Copy each line of the records that holds the string "crate".
BEGIN AVAILABLE DATA
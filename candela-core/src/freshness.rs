//! Staleness check applied to a provider's successful answer.
//!
//! The newest candle's timestamp may arrive in seconds or milliseconds. The
//! unit is guessed by magnitude: values below 10^12 are taken as seconds. This
//! misreads millisecond stamps before September 2001 and second stamps after
//! the year 33658, which is accepted for market data.

use crate::timeframe::{Granularity, Timeframe};
use crate::{Candle, CandelaError, FreshnessPolicy};

/// Smallest raw timestamp treated as milliseconds.
pub const MILLIS_THRESHOLD: i64 = 1_000_000_000_000;

const MS_PER_DAY: f64 = 86_400_000.0;

/// Normalize a seconds-or-milliseconds timestamp to milliseconds.
#[must_use]
pub const fn normalize_epoch_ms(raw: i64) -> i64 {
    if raw >= MILLIS_THRESHOLD {
        raw
    } else {
        raw.saturating_mul(1000)
    }
}

/// Maximum tolerated age in days for a timeframe.
#[must_use]
pub const fn max_age_days(policy: &FreshnessPolicy, timeframe: &Timeframe) -> f64 {
    match timeframe.granularity() {
        Granularity::Minute => policy.minute_max_days,
        Granularity::Hour => policy.hour_max_days,
        Granularity::Day => policy.daily_max_days,
        Granularity::Week | Granularity::Month | Granularity::Other => policy.other_max_days,
    }
}

/// Age of the newest candle in days at `now_ms`, or `None` for an empty series.
#[must_use]
#[allow(clippy::cast_precision_loss)]
pub fn newest_age_days(candles: &[Candle], now_ms: i64) -> Option<f64> {
    let newest = candles.last()?;
    let ts = normalize_epoch_ms(newest.freshness_timestamp());
    Some(now_ms.saturating_sub(ts) as f64 / MS_PER_DAY)
}

/// Reject a series whose newest candle is older than the policy allows.
///
/// Empty series pass; emptiness is handled by the caller.
///
/// # Errors
/// Returns `StaleData` naming the provider, symbol, timeframe and both ages.
pub fn check_freshness(
    provider: &str,
    symbol: &str,
    timeframe: &Timeframe,
    candles: &[Candle],
    policy: &FreshnessPolicy,
    now_ms: i64,
) -> Result<(), CandelaError> {
    let Some(age_days) = newest_age_days(candles, now_ms) else {
        return Ok(());
    };
    let max_age_days = max_age_days(policy, timeframe);
    if age_days > max_age_days {
        return Err(CandelaError::StaleData {
            provider: provider.to_string(),
            symbol: symbol.to_string(),
            timeframe: timeframe.label().to_string(),
            age_days,
            max_age_days,
        });
    }
    Ok(())
}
END AVAILABLE DATA
ANSWER AREA
use crate::timeframe::{Granularity, Timeframe};
use crate::{Candle, CandelaError, FreshnessPolicy};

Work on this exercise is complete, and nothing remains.